The attendant is quiet. He doesn’t seem impressed.
“You ever see anything like that?”
The man looks at the front of the vehicle, as if to make sure the driver isn’t listening. “Only thing, we had this woman once with a lightbulb broke off in her vulva.”
“Her vulva? What do you mean, her vulva?”
“Deep inside her private areas, miss.”
“Okay. All right. I gotcha. I thought for a second there you’d said her Volvo.”
The man looks up front again. “She bled a lot,” he says. “Apparently she and her boyfriend were high on crystal meth and he wanted to see if you could see the light shining through her belly.”
They drive on awhile, Juliet imagining it. The world is full of crazies. And Barbie dolls and lightbulbs are just the beginning. “Well, could they?” she says, unable to wait for the punch line any longer. “Could they see that light shining from inside her volvo?”
“I couldn’t answer, miss. By the time we arrived on the scene it’d already gone out.”
They wheel her into the emergency room, the gurney fixed so that she can lounge in a sitting position. A cop shows up and listens without saying anything as somebody who must be a doctor looks her over, asks questions, barely responds when she answers. He flashes a small light in her eyes. He reaches under her clothes with a stethoscope and places a cold, flat piece of metal against her back and chest. His hands, covered with rubber gloves, explore her chest and rib cage, and pinch her skin as he examines her mouth and teeth. They grab at her hair when he feels for the contusion on top of her skull.
“I’m at the auction barn,” Juliet says. “I’m a heifer.”
The doctor, touching and probing, doesn’t seem to hear.
She gives him a loud moo, and even this fails to get his attention.
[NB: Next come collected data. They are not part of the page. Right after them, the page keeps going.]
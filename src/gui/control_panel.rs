//! Control Panel Widget
//! Left side panel with the data source picker, variable selectors,
//! value filters and progress display.

use egui::{Color32, ComboBox, RichText, ScrollArea};
use std::path::PathBuf;

use crate::query::{Role, Variable};

/// Current dashboard selections. `Default` is also the reset target:
/// primary = Month, secondary = Number_of_Vehicles, no filters.
#[derive(Clone)]
pub struct Selections {
    pub data_dir: Option<PathBuf>,
    pub primary: Variable,
    pub secondary: Variable,
    pub summary_var: Variable,
}

impl Default for Selections {
    fn default() -> Self {
        Self {
            data_dir: None,
            primary: Variable::Month,
            secondary: Variable::NumberOfVehicles,
            summary_var: Variable::Month,
        }
    }
}

/// Left side control panel.
pub struct ControlPanel {
    pub selections: Selections,
    pub filter_options: Vec<String>,
    pub selected_filters: Vec<bool>,
    pub progress: f32,
    pub status: String,
    pub data_ready: bool,
}

impl Default for ControlPanel {
    fn default() -> Self {
        Self {
            selections: Selections::default(),
            filter_options: Vec::new(),
            selected_filters: Vec::new(),
            progress: 0.0,
            status: "Ready".to_string(),
            data_ready: false,
        }
    }
}

impl ControlPanel {
    pub fn new() -> Self {
        Self::default()
    }

    /// Replace the filter checkbox list (follows the primary variable).
    pub fn update_filter_options(&mut self, options: Vec<String>) {
        self.selected_filters = vec![false; options.len()];
        self.filter_options = options;
    }

    /// Currently checked filter values; empty means no filtering.
    pub fn active_filters(&self) -> Vec<String> {
        self.filter_options
            .iter()
            .zip(self.selected_filters.iter())
            .filter(|(_, &selected)| selected)
            .map(|(value, _)| value.clone())
            .collect()
    }

    /// Restore default selections. Data directory and loaded data are kept;
    /// this is purely a UI-state operation.
    pub fn reset(&mut self) {
        let data_dir = self.selections.data_dir.clone();
        self.selections = Selections {
            data_dir,
            ..Selections::default()
        };
        self.selected_filters = vec![false; self.filter_options.len()];
    }

    /// Set progress and status
    pub fn set_progress(&mut self, progress: f32, status: &str) {
        self.progress = progress;
        self.status = status.to_string();
    }

    /// Draw the control panel
    pub fn show(&mut self, ui: &mut egui::Ui) -> ControlPanelAction {
        let mut action = ControlPanelAction::None;

        // Title
        ui.vertical_centered(|ui| {
            ui.add_space(5.0);
            ui.label(
                RichText::new("🚗 CrashLens")
                    .size(22.0)
                    .color(Color32::from_rgb(100, 149, 237)),
            );
            ui.label(
                RichText::new("Traffic Accident Explorer")
                    .size(11.0)
                    .color(Color32::GRAY),
            );
        });
        ui.add_space(10.0);
        ui.separator();
        ui.add_space(5.0);

        // ===== Data Source Section =====
        ui.label(RichText::new("📁 Data Source").size(14.0).strong());
        ui.add_space(5.0);

        egui::Frame::none()
            .fill(ui.visuals().widgets.noninteractive.bg_fill)
            .rounding(5.0)
            .inner_margin(8.0)
            .show(ui, |ui| {
                ui.horizontal(|ui| {
                    let path_text = self
                        .selections
                        .data_dir
                        .as_ref()
                        .and_then(|p| p.file_name())
                        .map(|n| n.to_string_lossy().to_string())
                        .unwrap_or_else(|| "No folder selected".to_string());

                    ui.label(RichText::new(&path_text).size(12.0).color(
                        if self.selections.data_dir.is_some() {
                            Color32::WHITE
                        } else {
                            Color32::GRAY
                        },
                    ));

                    ui.with_layout(egui::Layout::right_to_left(egui::Align::Center), |ui| {
                        if ui.button("📂 Browse").clicked() {
                            action = ControlPanelAction::BrowseData;
                        }
                    });
                });
            });

        ui.add_space(15.0);
        ui.separator();
        ui.add_space(10.0);

        // ===== Variable Section =====
        ui.label(RichText::new("🔧 Variables").size(14.0).strong());
        ui.add_space(8.0);

        let label_width = 110.0;
        let combo_width = 150.0;

        ui.horizontal(|ui| {
            ui.add_sized([label_width, 20.0], egui::Label::new("Primary:"));
            ComboBox::from_id_salt("primary_var")
                .width(combo_width)
                .selected_text(self.selections.primary.label())
                .show_ui(ui, |ui| {
                    for var in Variable::choices(Role::Primary) {
                        if ui
                            .selectable_label(self.selections.primary == *var, var.label())
                            .clicked()
                            && self.selections.primary != *var
                        {
                            self.selections.primary = *var;
                            action = ControlPanelAction::PrimaryChanged;
                        }
                    }
                });
        });

        ui.add_space(5.0);

        ui.horizontal(|ui| {
            ui.add_sized([label_width, 20.0], egui::Label::new("Secondary:"));
            ComboBox::from_id_salt("secondary_var")
                .width(combo_width)
                .selected_text(self.selections.secondary.label())
                .show_ui(ui, |ui| {
                    for var in Variable::choices(Role::Secondary) {
                        if ui
                            .selectable_label(self.selections.secondary == *var, var.label())
                            .clicked()
                            && self.selections.secondary != *var
                        {
                            self.selections.secondary = *var;
                            action = ControlPanelAction::SelectionChanged;
                        }
                    }
                });
        });

        ui.add_space(5.0);

        ui.horizontal(|ui| {
            ui.add_sized([label_width, 20.0], egui::Label::new("Summarize by:"));
            ComboBox::from_id_salt("summary_var")
                .width(combo_width)
                .selected_text(self.selections.summary_var.label())
                .show_ui(ui, |ui| {
                    for var in Variable::choices(Role::Summary) {
                        if ui
                            .selectable_label(self.selections.summary_var == *var, var.label())
                            .clicked()
                            && self.selections.summary_var != *var
                        {
                            self.selections.summary_var = *var;
                            action = ControlPanelAction::SelectionChanged;
                        }
                    }
                });
        });

        ui.add_space(15.0);
        ui.separator();
        ui.add_space(10.0);

        // ===== Filter Section =====
        ui.label(
            RichText::new(format!("🔍 Filter {}", self.selections.primary.label()))
                .size(14.0)
                .strong(),
        );
        ui.add_space(5.0);

        if !self.data_ready || self.filter_options.is_empty() {
            ui.label(
                RichText::new("Load a dataset to enable filters")
                    .size(11.0)
                    .color(Color32::GRAY),
            );
        } else {
            egui::Frame::none()
                .fill(ui.visuals().widgets.noninteractive.bg_fill)
                .rounding(5.0)
                .inner_margin(5.0)
                .show(ui, |ui| {
                    ScrollArea::vertical()
                        .id_salt("filter_values")
                        .max_height(160.0)
                        .show(ui, |ui| {
                            for (i, value) in self.filter_options.iter().enumerate() {
                                if i < self.selected_filters.len()
                                    && ui
                                        .checkbox(&mut self.selected_filters[i], value)
                                        .changed()
                                {
                                    action = ControlPanelAction::SelectionChanged;
                                }
                            }
                        });
                });

            ui.add_space(5.0);
            ui.horizontal(|ui| {
                if ui.small_button("Clear All").clicked() {
                    self.selected_filters.iter_mut().for_each(|v| *v = false);
                    action = ControlPanelAction::SelectionChanged;
                }
                if ui.small_button("↺ Reset").clicked() {
                    action = ControlPanelAction::Reset;
                }
            });
        }

        ui.add_space(15.0);
        ui.separator();
        ui.add_space(10.0);

        // ===== Progress Section =====
        ui.label(RichText::new("📊 Progress").size(14.0).strong());
        ui.add_space(5.0);

        ui.add(
            egui::ProgressBar::new(self.progress / 100.0)
                .show_percentage()
                .animate(self.progress > 0.0 && self.progress < 100.0),
        );

        ui.add_space(5.0);

        let status_color = if self.status.contains("Error") {
            Color32::from_rgb(220, 53, 69)
        } else if self.status.contains("rows") {
            Color32::from_rgb(40, 167, 69)
        } else {
            Color32::GRAY
        };
        ui.label(RichText::new(&self.status).size(11.0).color(status_color));

        action
    }
}

/// Actions triggered by control panel
#[derive(Debug, Clone, PartialEq)]
pub enum ControlPanelAction {
    None,
    BrowseData,
    PrimaryChanged,
    SelectionChanged,
    Reset,
}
“So he just hit you?” the cop says. “Just came out of nowhere and hit you?”
“Hit me with a pipe.”
“You think you could ID this person?”
“His shoes maybe. They looked worn at the heels. He must be on his feet a lot.”
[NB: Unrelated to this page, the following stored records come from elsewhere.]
//! Data module - source loading, normalization, filtering and merging

pub mod loader;
pub mod merge;
pub mod noise;
pub mod normalize;
pub mod region;
pub mod schema;

pub use loader::{LoadError, SourceTable};
pub use merge::{build_dataset, BuildStage};
pub use region::Region;
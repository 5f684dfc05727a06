//! Dataset Schema Module
//! Column-name constants, expected source files and fixed categorical orders.
//! Single source of truth for the data contract.

/// Source file names expected inside the data directory.
pub mod files {
    pub const ACCIDENT: &str = "accident.csv";
    pub const DRUGS: &str = "drugs.csv";
    pub const DISTRACT: &str = "distract.csv";
    pub const WEATHER: &str = "weather.csv";
}

/// Raw column names as they appear in the source files.
pub mod raw {
    pub const ST_CASE: &str = "ST_CASE";
    pub const STATENAME: &str = "STATENAME";
    pub const MONTHNAME: &str = "MONTHNAME";
    pub const DAY_WEEKNAME: &str = "DAY_WEEKNAME";
    pub const VE_TOTAL: &str = "VE_TOTAL";
    pub const ROUTENAME: &str = "ROUTENAME";
    pub const DRUGRESNAME: &str = "DRUGRESNAME";
    pub const DRDISTRACTNAME: &str = "DRDISTRACTNAME";
    pub const WEATHERNAME: &str = "WEATHERNAME";
}

/// Canonical column names after normalization.
pub mod cols {
    pub const CASE_ID: &str = "case_id";
    pub const STATE: &str = "State";
    pub const MONTH: &str = "Month";
    pub const DAY: &str = "Day";
    pub const VEHICLES: &str = "Number_of_Vehicles";
    pub const ROUTE: &str = "Route";
    pub const REGION: &str = "Region";
    pub const DRUG: &str = "Drug";
    pub const DISTRACTION: &str = "Distraction";
    pub const WEATHER: &str = "Weather";
}

/// Calendar month order, used instead of lexical sorting.
pub const MONTH_LEVELS: [&str; 12] = [
    "January",
    "February",
    "March",
    "April",
    "May",
    "June",
    "July",
    "August",
    "September",
    "October",
    "November",
    "December",
];

/// Weekday order, Sunday first.
pub const DAY_LEVELS: [&str; 7] = [
    "Sunday",
    "Monday",
    "Tuesday",
    "Wednesday",
    "Thursday",
    "Friday",
    "Saturday",
];
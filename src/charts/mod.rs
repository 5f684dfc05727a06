//! Charts module - query result rendering

mod plotter;

pub use plotter::ChartPlotter;
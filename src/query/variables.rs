//! Variable Catalog Module
//! The fixed, typed set of explorable variables. Replaces runtime
//! column-name lookups with an enum so query dispatch is exhaustive.

use std::fmt;
use std::str::FromStr;

use crate::data::schema::{cols, DAY_LEVELS, MONTH_LEVELS};
use crate::query::engine::QueryError;

/// Declared treatment of a variable at query time. Decided here, never by
/// inspecting values: `Number_of_Vehicles` is stored as a string in the
/// merged table but is still a numeric variable.
#[derive(Debug, Clone, Copy, PartialEq, Eq)]
pub enum VarKind {
    Categorical,
    Numeric,
}

/// Which choice list a selector draws from.
#[derive(Debug, Clone, Copy, PartialEq, Eq)]
pub enum Role {
    Primary,
    Secondary,
    Summary,
}

/// One explorable variable of the merged table.
#[derive(Debug, Clone, Copy, PartialEq, Eq, Hash)]
pub enum Variable {
    State,
    Month,
    Day,
    Region,
    Route,
    Weather,
    Distraction,
    Drug,
    NumberOfVehicles,
}

impl Variable {
    pub const PRIMARY: [Variable; 5] = [
        Variable::State,
        Variable::Month,
        Variable::Day,
        Variable::Region,
        Variable::Route,
    ];

    pub const SECONDARY: [Variable; 4] = [
        Variable::Weather,
        Variable::Distraction,
        Variable::Drug,
        Variable::NumberOfVehicles,
    ];

    /// Fixed choice list for a selector role. Summary shares the primary list.
    pub fn choices(role: Role) -> &'static [Variable] {
        match role {
            Role::Primary | Role::Summary => &Self::PRIMARY,
            Role::Secondary => &Self::SECONDARY,
        }
    }

    /// Column name in the merged table.
    pub fn column(&self) -> &'static str {
        match self {
            Variable::State => cols::STATE,
            Variable::Month => cols::MONTH,
            Variable::Day => cols::DAY,
            Variable::Region => cols::REGION,
            Variable::Route => cols::ROUTE,
            Variable::Weather => cols::WEATHER,
            Variable::Distraction => cols::DISTRACTION,
            Variable::Drug => cols::DRUG,
            Variable::NumberOfVehicles => cols::VEHICLES,
        }
    }

    /// Display label, also the accepted spelling for `FromStr`.
    pub fn label(&self) -> &'static str {
        self.column()
    }

    pub fn kind(&self) -> VarKind {
        match self {
            Variable::NumberOfVehicles => VarKind::Numeric,
            _ => VarKind::Categorical,
        }
    }

    /// Fixed presentation order for the variable's levels, where one
    /// exists. Everything else presents in observed/sorted order.
    pub fn level_order(&self) -> Option<&'static [&'static str]> {
        match self {
            Variable::Month => Some(&MONTH_LEVELS),
            Variable::Day => Some(&DAY_LEVELS),
            _ => None,
        }
    }
}

impl fmt::Display for Variable {
    fn fmt(&self, f: &mut fmt::Formatter<'_>) -> fmt::Result {
        f.write_str(self.label())
    }
}

impl FromStr for Variable {
    type Err = QueryError;

    fn from_str(s: &str) -> Result<Self, Self::Err> {
        match s {
            "State" => Ok(Variable::State),
            "Month" => Ok(Variable::Month),
            "Day" => Ok(Variable::Day),
            "Region" => Ok(Variable::Region),
            "Route" => Ok(Variable::Route),
            "Weather" => Ok(Variable::Weather),
            "Distraction" => Ok(Variable::Distraction),
            "Drug" => Ok(Variable::Drug),
            "Number_of_Vehicles" => Ok(Variable::NumberOfVehicles),
            other => Err(QueryError::UnknownVariable(other.to_string())),
        }
    }
}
The cop looks at her and says, “You sure it was a pipe? Must not’ve been a very hard pipe. A hard pipe would’ve cracked you open like a watermelon.”
“I t
hink it was plastic like the kind plumbers use. It broke and I got sand all over me.” She pulls at the ends of her hair. “See this? This is sand. I guess it’s sand.”
The cop leaves and the doctor removes his gloves. “You’re a lucky young woman,” he says. “I can find nothing broken. This bump here on your skull, a few cuts where you appear to have bitten yourself, but the bleeding has stopped. Cosmetically there’s no evidence of trauma. No bruises or lacerations.” He shakes his head and bunches his lips into the shape of a snail. “Still couldn’t have been a pleasant experience. Are you in any pain?”
“I’m in a lot of pain,” she says, “but to be right honest I’ve been hurt worse.” Juliet knows she should leave it at that, but the cop has left the room and something compels her to give voice to the picture that occupies her head. “In 1971, when I was a recent honors graduate of the Academy of the Sacred Heart and mere months away from being crowned a debutante queen, I underwent an illegal abortion in an office building downtown. Now that hurt.”
The doctor removes an instrument from her ear.
“This happened not long after my father drowned in Lake Pontchartrain in a, quote unquote, sailing accident. Long story short, my boyfriend took me to an abortionist who fixed me so that I could never have children again.”
The doctor puts his instrument away. “Are you kidding me?”
Juliet gives her head a shake. “The abortionist, I learned later, was a former Tulane medical student who apparently liked raiding hospital pharmacies more than he did sawing the bones of cadavers. The school gave him the boot for this. Want to know who my boyfriend was?”
“Miss Beauvais?”
“You’re a doctor, so let me ask. What do you think hurts more? Having a dirty speculum and a dirty curette rooting around in your volvo and spreading all variety of infection or sticking a Barbie doll up your rectum?”